Description of the task:
Where "display" occurs in a line of the entries below, copy that line.

------------------------------------------------------------------------

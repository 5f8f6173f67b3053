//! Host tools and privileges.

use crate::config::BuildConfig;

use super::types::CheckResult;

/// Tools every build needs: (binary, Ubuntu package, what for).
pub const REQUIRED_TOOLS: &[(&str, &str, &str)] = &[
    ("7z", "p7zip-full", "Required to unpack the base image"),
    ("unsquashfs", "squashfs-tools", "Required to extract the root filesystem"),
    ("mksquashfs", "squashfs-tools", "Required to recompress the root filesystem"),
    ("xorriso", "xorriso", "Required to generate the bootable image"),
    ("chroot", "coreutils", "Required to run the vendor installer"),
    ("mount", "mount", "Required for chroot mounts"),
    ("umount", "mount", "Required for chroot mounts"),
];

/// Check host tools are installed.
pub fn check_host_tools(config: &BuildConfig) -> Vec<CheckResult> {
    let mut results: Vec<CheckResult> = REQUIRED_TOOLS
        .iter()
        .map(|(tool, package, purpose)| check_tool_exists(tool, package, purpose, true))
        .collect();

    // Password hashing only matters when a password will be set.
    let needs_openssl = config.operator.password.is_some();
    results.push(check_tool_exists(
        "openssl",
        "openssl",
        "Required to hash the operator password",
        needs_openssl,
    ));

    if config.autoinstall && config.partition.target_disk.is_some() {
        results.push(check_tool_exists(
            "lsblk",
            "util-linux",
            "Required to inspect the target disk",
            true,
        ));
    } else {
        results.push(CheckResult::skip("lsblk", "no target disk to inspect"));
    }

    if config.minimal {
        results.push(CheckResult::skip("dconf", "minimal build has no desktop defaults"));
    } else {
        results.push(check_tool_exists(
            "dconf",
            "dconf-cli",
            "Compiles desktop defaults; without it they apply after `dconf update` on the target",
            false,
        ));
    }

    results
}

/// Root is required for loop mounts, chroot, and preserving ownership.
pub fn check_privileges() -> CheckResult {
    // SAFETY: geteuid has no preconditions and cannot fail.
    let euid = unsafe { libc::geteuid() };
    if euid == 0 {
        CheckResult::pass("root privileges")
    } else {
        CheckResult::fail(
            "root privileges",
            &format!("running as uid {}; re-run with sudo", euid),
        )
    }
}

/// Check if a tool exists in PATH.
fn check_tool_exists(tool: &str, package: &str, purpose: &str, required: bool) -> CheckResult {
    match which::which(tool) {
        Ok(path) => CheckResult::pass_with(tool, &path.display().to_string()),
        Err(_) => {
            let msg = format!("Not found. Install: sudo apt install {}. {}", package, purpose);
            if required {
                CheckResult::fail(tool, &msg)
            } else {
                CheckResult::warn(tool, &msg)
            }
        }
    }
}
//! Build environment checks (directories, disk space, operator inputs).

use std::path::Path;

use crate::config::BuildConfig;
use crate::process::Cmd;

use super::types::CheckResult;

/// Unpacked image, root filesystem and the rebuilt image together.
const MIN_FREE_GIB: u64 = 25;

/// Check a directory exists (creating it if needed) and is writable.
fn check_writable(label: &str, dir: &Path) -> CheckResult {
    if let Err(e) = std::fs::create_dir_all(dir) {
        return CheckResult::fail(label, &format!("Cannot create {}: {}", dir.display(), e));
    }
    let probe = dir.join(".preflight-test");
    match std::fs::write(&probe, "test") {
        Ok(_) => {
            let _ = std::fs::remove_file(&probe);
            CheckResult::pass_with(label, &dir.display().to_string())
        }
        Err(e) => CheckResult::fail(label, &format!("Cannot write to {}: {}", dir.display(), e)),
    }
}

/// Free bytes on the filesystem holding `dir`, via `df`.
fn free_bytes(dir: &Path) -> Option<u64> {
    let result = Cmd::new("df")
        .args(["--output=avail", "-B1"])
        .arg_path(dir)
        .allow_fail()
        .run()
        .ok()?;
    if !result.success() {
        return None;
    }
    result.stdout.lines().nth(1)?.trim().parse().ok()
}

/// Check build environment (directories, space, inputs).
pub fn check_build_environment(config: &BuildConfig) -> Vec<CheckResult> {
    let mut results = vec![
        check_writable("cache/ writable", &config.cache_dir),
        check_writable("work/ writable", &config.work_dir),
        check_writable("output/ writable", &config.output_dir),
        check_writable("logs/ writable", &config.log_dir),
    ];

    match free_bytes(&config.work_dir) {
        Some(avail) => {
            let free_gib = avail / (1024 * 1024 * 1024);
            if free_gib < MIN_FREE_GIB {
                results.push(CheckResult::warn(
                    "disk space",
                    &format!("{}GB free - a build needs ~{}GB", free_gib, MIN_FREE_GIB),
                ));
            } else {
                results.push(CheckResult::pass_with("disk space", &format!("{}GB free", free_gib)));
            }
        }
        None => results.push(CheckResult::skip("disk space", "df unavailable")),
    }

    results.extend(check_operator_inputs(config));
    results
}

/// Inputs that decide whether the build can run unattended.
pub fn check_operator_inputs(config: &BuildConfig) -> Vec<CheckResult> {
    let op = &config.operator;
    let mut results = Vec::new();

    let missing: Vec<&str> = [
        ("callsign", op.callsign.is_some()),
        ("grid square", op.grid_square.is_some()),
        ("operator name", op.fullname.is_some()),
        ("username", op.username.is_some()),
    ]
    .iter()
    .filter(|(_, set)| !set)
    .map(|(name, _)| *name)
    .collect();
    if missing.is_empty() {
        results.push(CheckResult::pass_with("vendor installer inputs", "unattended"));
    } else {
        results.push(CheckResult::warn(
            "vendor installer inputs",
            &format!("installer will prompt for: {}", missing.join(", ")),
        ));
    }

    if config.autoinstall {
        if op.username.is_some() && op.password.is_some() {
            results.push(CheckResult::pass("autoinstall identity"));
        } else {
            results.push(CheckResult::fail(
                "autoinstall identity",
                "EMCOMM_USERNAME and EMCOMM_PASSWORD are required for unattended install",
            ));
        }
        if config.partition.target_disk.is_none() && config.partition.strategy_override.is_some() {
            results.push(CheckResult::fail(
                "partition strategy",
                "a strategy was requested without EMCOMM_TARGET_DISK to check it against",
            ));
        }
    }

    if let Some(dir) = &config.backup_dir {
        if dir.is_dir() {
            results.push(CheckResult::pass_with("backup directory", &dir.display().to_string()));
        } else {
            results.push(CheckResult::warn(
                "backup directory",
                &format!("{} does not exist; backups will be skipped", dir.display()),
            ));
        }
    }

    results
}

------------------------------------------------------------------------

The completed task:
        Ok(path) => CheckResult::pass_with(tool, &path.display().to_string()),
        return CheckResult::fail(label, &format!("Cannot create {}: {}", dir.display(), e));
            CheckResult::pass_with(label, &dir.display().to_string())
        Err(e) => CheckResult::fail(label, &format!("Cannot write to {}: {}", dir.display(), e)),
            results.push(CheckResult::pass_with("backup directory", &dir.display().to_string()));
                &format!("{} does not exist; backups will be skipped", dir.display()),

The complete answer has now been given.